On pourrait évoquer aussi le cas de la SG, qui en cinq ans aura fermé la moitié de son réseau d'agences en France, ne voyant dans ce réseau qu'une source de coûts, alors qu'il est aussi, et surtout, la source privilégiée d'entrée des nouveaux clients et d'approfondissement de la relation client.

 

Des directions venues d'ailleurs

Ces entreprises ont au moins une chose en commun : elles sont dirigées tout en haut de la pyramide hiérarchique par des têtes certes bien faites, mais parvenues au commande sans réelle expérience de l'entreprise, de ses métiers, de ses hommes, de ses produits, de sa culture, de ses enjeux.

Formés par les mêmes écoles, bien loin de l'univers de l'entreprise, ils ont cultivé leurs réseaux au sein de cabinets ministériels, avant que ces mêmes réseaux les recyclent au sommet de grandes entreprises qu'ils méprisaient pour la plupart dans leurs fonctions politiques. En manque de légitimité, beaucoup se protègent par la mise en place de cabinets, et alors que la pertinence serait de se plonger dans l'entreprise et sa culture, ils vont la regarder du haut de leur supériorité auto-proclamée. 

Le directeur général qui a gagné ses galons au mérite, après des années passées au contact de services divers et variés, en connaît la nature, les forces et les faiblesses. Il peut en percevoir les opportunités de développement, les attentes des clients, les produits d'avenir.
L'énarque parachuté va avoir tendance à prioriser plus que tout autre la recherche de l'accroissement de valeur pour l'actionnaire qui l'aura désigné,  c'est à dire dividendes et cours de bourse.

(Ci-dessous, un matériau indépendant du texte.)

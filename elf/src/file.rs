// SPDX-License-Identifier: (GPL-2.0-or-later OR MIT)
//
// Copyright (c) 2026 The elf-linker Authors
//
// vim: ts=4 sw=4 et

use super::header::Elf64Hdr;
use super::types::*;
use super::{
    Elf64AddrRange, Elf64ArrayInfo, Elf64FileRange, Elf64Hash, Elf64ImageLoadSegmentIterator,
    Elf64Phdr, Elf64RelocOp, Elf64Relas, Elf64Rels, Elf64SectionInfo, Elf64Shdr, Elf64Strtab,
    Elf64Sym, Elf64Symtab, ElfArrayKind, ElfError, ModuleId, MAX_MODULES, MAX_RELOC_TABLES,
};
use heapless::Vec;

/// One validated ELF64 extension module.
///
/// An [`ElfFile`] only exists once every structural check on the raw image
/// has passed, so all offsets and table references it holds are known to
/// lie inside the borrowed file. The executable image is attached later by
/// [`ElfFile::load`] and rewritten in place by
/// [`ElfLoader::relocate`](super::ElfLoader::relocate).
#[derive(Debug)]
pub struct ElfFile<'a> {
    file: &'a [u8],
    hdr: Elf64Hdr,
    phdrs_buf: &'a [u8],
    shdrs_buf: &'a [u8],
    shstrtab: Elf64Strtab<'a>,
    pub(crate) strtab: Elf64Strtab<'a>,
    pub(crate) symtab: Elf64Symtab<'a>,
    hash: Option<Elf64Hash<'a>>,
    pub(crate) rel_tables: Vec<Elf64Rels<'a>, MAX_RELOC_TABLES>,
    pub(crate) rela_tables: Vec<Elf64Relas<'a>, MAX_RELOC_TABLES>,
    arrays: [Option<Elf64AddrRange>; 4],
    exec_size: usize,
    exec: Option<&'a mut [u8]>,
    pub(crate) peers: Vec<ModuleId, MAX_MODULES>,
}

impl<'a> ElfFile<'a> {
    /// Validates the raw ELF image `file`.
    ///
    /// # Errors
    ///
    /// The first failed check is returned; every header field, table and
    /// section property has its own [`ElfError`] kind.
    pub fn init(file: &'a [u8]) -> Result<Self, ElfError> {
        Self::parse(file).inspect_err(|e| {
            log::warn!("rejecting ELF image of {} bytes: {}", file.len(), e);
        })
    }

    fn parse(file: &'a [u8]) -> Result<Self, ElfError> {
        let hdr = Elf64Hdr::read(file)?;

        if hdr.e_shstrndx >= hdr.e_shnum {
            return Err(ElfError::InvalidShstrndx);
        }
        let shdrs_range = Self::table_range(hdr.e_shoff, hdr.e_shnum, ELF64_SHDR_SIZE, file.len())
            .ok_or(ElfError::InvalidShdrTable)?;
        let phdrs_range = Self::table_range(hdr.e_phoff, hdr.e_phnum, ELF64_PHDR_SIZE, file.len())
            .ok_or(ElfError::InvalidPhdrTable)?;
        let shdrs_buf = Self::slice(file, shdrs_range);
        let phdrs_buf = Self::slice(file, phdrs_range);
        let shdrs = || shdrs_buf.chunks_exact(ELF64_SHDR_SIZE).map(Elf64Shdr::read);
        let shdr = |i: usize| Elf64Shdr::read(&shdrs_buf[i * ELF64_SHDR_SIZE..][..ELF64_SHDR_SIZE]);

        for shdr in shdrs() {
            shdr.verify(file.len())?;
        }

        let mut exec_size = 0;
        for phdr in phdrs_buf.chunks_exact(ELF64_PHDR_SIZE).map(Elf64Phdr::read) {
            phdr.verify(file.len())?;
            if phdr.p_type == Elf64Phdr::PT_LOAD {
                let end = usize::try_from(phdr.vaddr_range()?.vaddr_end)
                    .map_err(|_| ElfError::InvalidSegmentMemSize)?;
                exec_size = exec_size.max(end);
            }
        }

        // The dynamic symbol table and the string tables.
        let mut dynsym_idx = None;
        for (i, sh) in shdrs().enumerate() {
            if sh.sh_type == Elf64Shdr::SHT_DYNSYM {
                if dynsym_idx.is_some() {
                    return Err(ElfError::DuplicateDynamicSymbolTable);
                }
                dynsym_idx = Some(i);
            }
        }
        let dynsym_idx = dynsym_idx.ok_or(ElfError::MissingDynamicSymbolTable)?;
        let dynsym = shdr(dynsym_idx);
        Self::verify_entsize(&dynsym, ELF64_SYM_SIZE)?;
        let strtab_idx = usize::try_from(dynsym.sh_link)
            .ok()
            .filter(|&link| link < usize::from(hdr.e_shnum))
            .ok_or(ElfError::InvalidSectionLink)?;
        let strtab_shdr = shdr(strtab_idx);
        if strtab_shdr.sh_type != Elf64Shdr::SHT_STRTAB {
            return Err(ElfError::InvalidSectionType);
        }
        let shstrtab_shdr = shdr(usize::from(hdr.e_shstrndx));
        if shstrtab_shdr.sh_type != Elf64Shdr::SHT_STRTAB {
            return Err(ElfError::InvalidSectionType);
        }
        let strtab = Elf64Strtab::new(Self::slice(file, strtab_shdr.file_range(file.len())?));
        let shstrtab = Elf64Strtab::new(Self::slice(file, shstrtab_shdr.file_range(file.len())?));
        let symtab = Elf64Symtab::new(Self::slice(file, dynsym.file_range(file.len())?));

        // Relocation tables and the optional symbol hash table.
        let mut rel_tables = Vec::new();
        let mut rela_tables = Vec::new();
        let mut hash = None;
        for sh in shdrs() {
            match sh.sh_type {
                Elf64Shdr::SHT_REL => {
                    Self::verify_entsize(&sh, ELF64_REL_SIZE)?;
                    let rels = Elf64Rels::new(Self::slice(file, sh.file_range(file.len())?));
                    rel_tables
                        .push(rels)
                        .map_err(|_| ElfError::TooManyRelocationTables)?;
                }
                Elf64Shdr::SHT_RELA => {
                    Self::verify_entsize(&sh, ELF64_RELA_SIZE)?;
                    let relas = Elf64Relas::new(Self::slice(file, sh.file_range(file.len())?));
                    rela_tables
                        .push(relas)
                        .map_err(|_| ElfError::TooManyRelocationTables)?;
                }
                Elf64Shdr::SHT_HASH if hash.is_none() => {
                    if usize::try_from(sh.sh_link) != Ok(dynsym_idx) {
                        return Err(ElfError::InvalidHashTable);
                    }
                    let hash_buf = Self::slice(file, sh.file_range(file.len())?);
                    hash = Some(Elf64Hash::new(hash_buf, symtab.len())?);
                }
                _ => {}
            }
        }

        // Constructor and destructor arrays, first match of each name.
        let mut arrays = [None; 4];
        for sh in shdrs() {
            let name = shstrtab
                .get_str(sh.sh_name)
                .map_err(|_| ElfError::InvalidSectionName)?;
            for kind in ElfArrayKind::ALL {
                let slot = &mut arrays[kind.index()];
                if slot.is_none()
                    && name
                        .matches(kind.section_name())
                        .map_err(|_| ElfError::InvalidSectionName)?
                {
                    *slot = Some(sh.verify_array(exec_size)?);
                }
            }
        }

        log::debug!(
            "validated ELF image: {} sections, {} symbols, {} REL and {} RELA tables, {:#x} bytes of memory",
            hdr.e_shnum,
            symtab.len(),
            rel_tables.len(),
            rela_tables.len(),
            exec_size
        );

        Ok(Self {
            file,
            hdr,
            phdrs_buf,
            shdrs_buf,
            shstrtab,
            strtab,
            symtab,
            hash,
            rel_tables,
            rela_tables,
            arrays,
            exec_size,
            exec: None,
            peers: Vec::new(),
        })
    }

    fn table_range(
        offset: Elf64Off,
        num: Elf64Half,
        entsize: usize,
        file_len: usize,
    ) -> Option<Elf64FileRange> {
        let offset_begin = usize::try_from(offset).ok()?;
        let offset_end = usize::from(num)
            .checked_mul(entsize)?
            .checked_add(offset_begin)?;
        (offset_end <= file_len).then_some(Elf64FileRange {
            offset_begin,
            offset_end,
        })
    }

    fn slice(file: &'a [u8], range: Elf64FileRange) -> &'a [u8] {
        &file[range.offset_begin..range.offset_end]
    }

    fn verify_entsize(shdr: &Elf64Shdr, expected: usize) -> Result<(), ElfError> {
        if shdr.sh_entsize != 0 && usize::try_from(shdr.sh_entsize) != Ok(expected) {
            return Err(ElfError::InvalidSectionEntrySize);
        }
        Ok(())
    }

    /// Always true: an [`ElfFile`] can only be obtained from a file that
    /// passed validation.
    pub fn is_valid(&self) -> bool {
        true
    }

    /// Number of section headers
    pub fn section_count(&self) -> usize {
        self.shdrs_buf.len() / ELF64_SHDR_SIZE
    }

    /// Reads the section header at index `i`.
    pub fn section(&self, i: usize) -> Result<Elf64Shdr, ElfError> {
        let off = i.checked_mul(ELF64_SHDR_SIZE).ok_or(ElfError::InvalidIndex)?;
        self.shdrs_buf
            .get(off..)
            .and_then(|buf| buf.get(..ELF64_SHDR_SIZE))
            .map(Elf64Shdr::read)
            .ok_or(ElfError::InvalidIndex)
    }

    /// Resolves the name of a section through the section name string
    /// table.
    pub fn section_name(&self, shdr: &Elf64Shdr) -> Result<&'a [u8], ElfError> {
        Ok(self.shstrtab.get_str(shdr.sh_name)?.as_bytes())
    }

    /// The size in bytes of the memory image the module needs: the highest
    /// end address of any `PT_LOAD` segment.
    pub fn total_exec_size(&self) -> usize {
        self.exec_size
    }

    /// Iterates the `PT_LOAD` segments in program header order.
    pub fn load_segments(&self) -> Elf64ImageLoadSegmentIterator<'a> {
        Elf64ImageLoadSegmentIterator::new(self.file, self.phdrs_buf)
    }

    /// Builds the module's memory image in `exec`.
    ///
    /// The buffer is cleared first, so memory described by a segment but not
    /// backed by file contents reads as zero. `exec` must be exactly
    /// [`Self::total_exec_size`] bytes long, and a module can be loaded only
    /// once.
    pub fn load(&mut self, exec: &'a mut [u8]) -> Result<(), ElfError> {
        if self.exec.is_some() {
            return Err(ElfError::InvalidArgument);
        }
        if exec.len() != self.exec_size {
            log::warn!(
                "ELF image needs {:#x} bytes of memory, got {:#x}",
                self.exec_size,
                exec.len()
            );
            return Err(ElfError::InvalidExecSize);
        }

        exec.fill(0);
        for segment in self.load_segments() {
            if !segment.vaddr_range.fits_in(exec.len()) {
                return Err(ElfError::InvalidSegmentVaddr);
            }
            let dst = segment.vaddr_range.as_usize_range().start;
            exec[dst..dst + segment.file_contents.len()].copy_from_slice(segment.file_contents);
        }

        log::debug!(
            "loaded ELF image at {:#x}, {:#x} bytes",
            exec.as_ptr() as Elf64Addr,
            exec.len()
        );
        self.exec = Some(exec);
        Ok(())
    }

    pub fn is_loaded(&self) -> bool {
        self.exec.is_some()
    }

    /// The memory image, once loaded
    pub fn exec(&self) -> Option<&[u8]> {
        self.exec.as_deref()
    }

    /// Address of the memory image, once loaded
    pub fn exec_base(&self) -> Option<Elf64Addr> {
        self.exec.as_ref().map(|exec| exec.as_ptr() as Elf64Addr)
    }

    /// Address of the module's entry point inside the loaded image.
    pub fn entry(&self) -> Result<Elf64Addr, ElfError> {
        let base = self.exec_base().ok_or(ElfError::ModuleNotLoaded)?;
        Ok(base.wrapping_add(self.hdr.e_entry))
    }

    /// Finds the dynamic symbol called `name` in this module alone.
    ///
    /// The first symbol in table order with that name is returned, whatever
    /// its value. The hash section, when present, only narrows the search:
    /// among its candidates the lowest index wins, and a chain that misses
    /// the name falls back to scanning the whole table.
    pub fn lookup_local(&self, name: &[u8]) -> Result<Elf64Sym, ElfError> {
        if let Some(hash) = self.hash {
            // Chains list later symbols first.
            let mut best: Option<(Elf64Word, Elf64Sym)> = None;
            for idx in hash.candidates(name) {
                if best.is_none_or(|(best_idx, _)| idx < best_idx) {
                    let sym = self.symtab.read_sym(idx)?;
                    if self.strtab.get_str(sym.st_name)?.matches(name)? {
                        best = Some((idx, sym));
                    }
                }
            }
            if let Some((_, sym)) = best {
                return Ok(sym);
            }
        }
        self.lookup_linear(name)
    }

    fn lookup_linear(&self, name: &[u8]) -> Result<Elf64Sym, ElfError> {
        for sym in self.symtab.iter() {
            if self.strtab.get_str(sym.st_name)?.matches(name)? {
                return Ok(sym);
            }
        }
        Err(ElfError::NoSuchSymbol)
    }

    /// Address of a symbol this module defines itself. A symbol the module
    /// only declares yields [`ElfError::SymbolUndefined`].
    pub fn resolve_local(&self, name: &[u8]) -> Result<Elf64Addr, ElfError> {
        let base = self.exec_base().ok_or(ElfError::ModuleNotLoaded)?;
        let sym = self.lookup_local(name)?;
        if !sym.is_defined() {
            return Err(ElfError::SymbolUndefined);
        }
        Ok(base.wrapping_add(sym.st_value))
    }

    /// Locations of the constructor and destructor arrays in the loaded
    /// image.
    pub fn section_info(&self) -> Result<Elf64SectionInfo, ElfError> {
        let base = self.exec_base().ok_or(ElfError::ModuleNotLoaded)?;
        let info = |kind: ElfArrayKind| {
            self.arrays[kind.index()].map(|range| Elf64ArrayInfo {
                addr: base.wrapping_add(range.vaddr_begin),
                size: range.as_usize_range().len(),
            })
        };
        Ok(Elf64SectionInfo {
            ctors: info(ElfArrayKind::Ctors),
            dtors: info(ElfArrayKind::Dtors),
            init_array: info(ElfArrayKind::InitArray),
            fini_array: info(ElfArrayKind::FiniArray),
        })
    }

    /// Reads entry `index` of a function pointer array from the loaded
    /// image. Once the group is relocated the entry is a callable address.
    pub fn array_entry(&self, kind: ElfArrayKind, index: usize) -> Result<Elf64Addr, ElfError> {
        let exec = self.exec.as_deref().ok_or(ElfError::ModuleNotLoaded)?;
        let range = self.arrays[kind.index()]
            .ok_or(ElfError::InvalidIndex)?
            .as_usize_range();
        let off = index
            .checked_mul(8)
            .and_then(|off| off.checked_add(range.start))
            .filter(|&off| off < range.end)
            .ok_or(ElfError::InvalidIndex)?;
        Ok(le_u64(exec, off))
    }

    pub(crate) fn reloc_count(&self) -> usize {
        self.rel_tables.iter().map(|t| t.len()).sum::<usize>()
            + self.rela_tables.iter().map(|t| t.len()).sum::<usize>()
    }

    /// Checks that an 8-byte relocation at `r_offset` stays inside the
    /// memory image and returns its position.
    pub(crate) fn reloc_target(&self, r_offset: Elf64Addr) -> Result<usize, ElfError> {
        let exec_len = self.exec.as_ref().ok_or(ElfError::ModuleNotLoaded)?.len();
        let range =
            Elf64AddrRange::try_from((r_offset, 8)).map_err(|_| ElfError::InvalidRelocationOffset)?;
        if !range.fits_in(exec_len) {
            return Err(ElfError::InvalidRelocationOffset);
        }
        Ok(range.as_usize_range().start)
    }

    pub(crate) fn write_reloc(&mut self, op: Elf64RelocOp) -> Result<(), ElfError> {
        let exec = self.exec.as_deref_mut().ok_or(ElfError::ModuleNotLoaded)?;
        let dst = op
            .dst
            .checked_add(8)
            .and_then(|end| exec.get_mut(op.dst..end))
            .ok_or(ElfError::InvalidRelocationOffset)?;
        dst.copy_from_slice(&op.value.to_le_bytes());
        Ok(())
    }
}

Les entreprises françaises sont à ce titre les championnes du monde en terme de distribution de dividendes, sacrifiant l'investissement, et n'hésitant pas même pour certaines à s'endetter pour cà.

 

 

Des recettes éculées

Les recettes pour atteindre ces objectifs à court terme sont toujours les mêmes  :
- réduire les coûts (sauf leurs rémunérations), quitte à ce que cela entame l'essence même de l'entreprise, à savoir le fond de commerce
- agir sur le périmètre du groupe par des achats ou ventes d'entreprises, diversifiant ou recentrant les activités selon l'héritage du prédécesseur.

Pendant tout ce temps, la recherche piétine, les parts de marché s'érodent, les produits vieillissent, l'évolution du marché est mal perçue, le personnel courbe l'échine avec le sentiment démobilisateur d'être dirigé par des martiens.

Quand Lafarge se vend à la Suisse, quand l'ancien leader des télécom Alcatel regarde passer les trains des nouvelles technologies et disparaît, quand le leader mondial de l'aluminium Péchiney passe de main étrangère en main étrangère et coule, quand le pdg d'Alsthom vend son groupe à General Electric qui quelques mois plus tard trahit ses promesses, quand  Renault et Peugeot achètent ou fusionnent avec d'autres, mais que leurs voitures restent inconnues en Europe de l'Est, aux US et en Asie, au contraire des allemandes qui inondent ces marchés les plus dynamiques de la planète, quand Sanofi n'hésite pas à montrer son impuissance à sortir un vaccin, mais est droit dans ses bottes pour distribuer chaque année 4 à 5 milliards d'euros de dividendes, on ne peut qu'être sceptiques sur la capacité de nombre de dirigeants à conduire leurs groupes sur la durée. 

 

La France déclassée

Pendant ce temps-là, les constructeurs automobiles allemands, souvent dirigées par des hommes maison, inondent le monde de leurs voitures dont la supériorité n'est pas à démontrer, la balance commerciale allemande est excédentaire de 200 milliards d'euros alors que celle de la France a un déficit de plus de 50 milliards, et tient à un tout petit nombre d'activités.

Par la puissance et la qualité de ses entreprises, l'Allemagne est le point fort de l'Europe. C'est elle qui permet un euro fort, qui fait la confiance des investisseurs du monde entier, qui permet à l'Europe d'emprunter à taux négatifs.
Cela durera ce que cela durera, mais la France a d'ores et déjà perdu au jeu de la mondialisation. A l'heure du retour sur soi, ce qui a été détruit ne sera pas reconstruit, et le déclassement de la France est bien pérenne.